* _Work to complete_: Return the records below exactly, leaving nothing out.

━━━━━ Supplied data

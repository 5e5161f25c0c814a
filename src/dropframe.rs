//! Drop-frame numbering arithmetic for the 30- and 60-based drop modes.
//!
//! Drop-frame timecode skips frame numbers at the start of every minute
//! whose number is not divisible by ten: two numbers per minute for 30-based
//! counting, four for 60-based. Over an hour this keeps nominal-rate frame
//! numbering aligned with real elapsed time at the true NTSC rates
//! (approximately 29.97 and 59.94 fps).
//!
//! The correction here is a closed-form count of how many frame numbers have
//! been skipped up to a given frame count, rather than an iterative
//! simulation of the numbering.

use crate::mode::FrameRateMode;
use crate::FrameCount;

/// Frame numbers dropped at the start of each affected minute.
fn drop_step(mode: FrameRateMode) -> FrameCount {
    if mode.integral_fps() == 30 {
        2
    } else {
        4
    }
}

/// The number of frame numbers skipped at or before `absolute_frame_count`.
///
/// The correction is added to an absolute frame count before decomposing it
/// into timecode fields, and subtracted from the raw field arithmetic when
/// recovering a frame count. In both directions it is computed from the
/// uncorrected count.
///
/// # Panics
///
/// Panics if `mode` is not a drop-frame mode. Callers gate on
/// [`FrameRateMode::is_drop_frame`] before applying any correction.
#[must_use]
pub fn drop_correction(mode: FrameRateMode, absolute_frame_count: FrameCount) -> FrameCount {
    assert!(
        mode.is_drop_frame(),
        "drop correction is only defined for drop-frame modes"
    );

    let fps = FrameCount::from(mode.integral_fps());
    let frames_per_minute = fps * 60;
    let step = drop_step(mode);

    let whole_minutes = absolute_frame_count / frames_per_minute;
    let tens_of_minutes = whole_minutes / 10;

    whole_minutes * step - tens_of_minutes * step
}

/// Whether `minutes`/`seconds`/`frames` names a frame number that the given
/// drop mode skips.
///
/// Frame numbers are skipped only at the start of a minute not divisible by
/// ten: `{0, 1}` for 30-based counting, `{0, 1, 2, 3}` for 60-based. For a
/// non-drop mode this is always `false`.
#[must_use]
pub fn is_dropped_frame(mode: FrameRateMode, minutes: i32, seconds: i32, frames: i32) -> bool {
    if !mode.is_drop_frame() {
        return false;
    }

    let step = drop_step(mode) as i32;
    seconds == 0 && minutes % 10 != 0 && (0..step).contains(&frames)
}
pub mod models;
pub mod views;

━━━━━━━━━━

* _Answer section_:
repository 5e5161f25c0c814a
filename src/dropframe.rs
//! Drop-frame numbering arithmetic for the 30- and 60-based drop modes.
//!
//! Drop-frame timecode skips frame numbers at the start of every minute
//! whose number is not divisible by ten: two numbers per minute for 30-based
//! counting, four for 60-based. Over an hour this keeps nominal-rate frame
//! numbering aligned with real elapsed time at the true NTSC rates
//! (approximately 29.97 and 59.94 fps).
//!
//! The correction here is a closed-form count of how many frame numbers have
//! been skipped up to a given frame count, rather than an iterative
//! simulation of the numbering.

use crate::mode::FrameRateMode;
use crate::FrameCount;

/// Frame numbers dropped at the start of each affected minute.
fn drop_step(mode: FrameRateMode) -> FrameCount {
    if mode.integral_fps() == 30 {
        2
    } else {
        4
    }
}

/// The number of frame numbers skipped at or before `absolute_frame_count`.
///
/// The correction is added to an absolute frame count before decomposing it
/// into timecode fields, and subtracted from the raw field arithmetic when
/// recovering a frame count. In both directions it is computed from the
/// uncorrected count.
///
/// # Panics
///
/// Panics if `mode` is not a drop-frame mode. Callers gate on
/// [`FrameRateMode::is_drop_frame`] before applying any correction.
#[must_use]
pub fn drop_correction(mode: FrameRateMode, absolute_frame_count: FrameCount) -> FrameCount {
    assert!(
        mode.is_drop_frame(),
        "drop correction is only defined for drop-frame modes"
    );

    let fps = FrameCount::from(mode.integral_fps());
    let frames_per_minute = fps * 60;
    let step = drop_step(mode);

    let whole_minutes = absolute_frame_count / frames_per_minute;
    let tens_of_minutes = whole_minutes / 10;

    whole_minutes * step - tens_of_minutes * step
}

/// Whether `minutes`/`seconds`/`frames` names a frame number that the given
/// drop mode skips.
///
/// Frame numbers are skipped only at the start of a minute not divisible by
/// ten: `{0, 1}` for 30-based counting, `{0, 1, 2, 3}` for 60-based. For a
/// non-drop mode this is always `false`.
#[must_use]
pub fn is_dropped_frame(mode: FrameRateMode, minutes: i32, seconds: i32, frames: i32) -> bool {
    if !mode.is_drop_frame() {
        return false;
    }

    let step = drop_step(mode) as i32;
    seconds == 0 && minutes % 10 != 0 && (0..step).contains(&frames)
}
pub mod models;
pub mod views;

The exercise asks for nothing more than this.